Operator overloading allows you to change the behavior of language operators for your classes. However, this capability comes with rules, limitations, and choices.
Why Overload Operators?
Before learning how to overload operators, you probably want to know why you would ever want to do so. The reasons vary for the different operators, but the general guiding principle is to make your classes behave like built-in types. The closer your classes are to built-in types, the easier they will be for clients to use. For example, if you want to write a class to represent fractions, it’s quite helpful to have the ability to define what +, -, *, and / mean when applied to objects of that class.
The second reason to overload operators is to gain greater control over behavior in your program. For example, you can overload memory allocation and deallocation routines for your classes to specify exactly how memory should be distributed and reclaimed for each new object.

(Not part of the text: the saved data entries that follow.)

//! Confidence-based alerting
//!
//! This module provides:
//! - The alert policy (pure threshold decision per prediction)
//! - The append-only alert log (best-effort audit trail)
//! - The retrain signal capability (stub that only reports intent)

mod alert_log;
mod policy;
mod retrain;

pub use alert_log::{AlertEvent, AlertLog, ALERT_TIMESTAMP_FORMAT};
pub use policy::{
    AlertDecision, AlertPolicy, AlertSeverity, DEFAULT_LOW_CONFIDENCE_THRESHOLD,
    DEFAULT_RETRAIN_THRESHOLD,
};
pub use retrain::{LoggingRetrainSignal, RetrainSignal, RetrainTrigger};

It’s important to emphasize that operator overloading doesn’t necessarily make things easier for you as the class developer; its main purpose is to make things easier for clients of the class.
Limitations to Operator Overloading
Here is a list of things you cannot do when you overload operators:
You cannot add new operator symbols. You can only redefine the meanings of operators already in the language. The table in the “Summary of Overloadable Operators” section lists all of the operators that you can overload.
There are a few operators that you cannot overload, such as . (member access in an object), :: (scope resolution operator), sizeof, ?: (the ternary operator), and a few others. The table lists all the operators that you can overload. The operators that you can’t overload are usually not those you would care to overload anyway, so we don’t think you’ll find this restriction limiting.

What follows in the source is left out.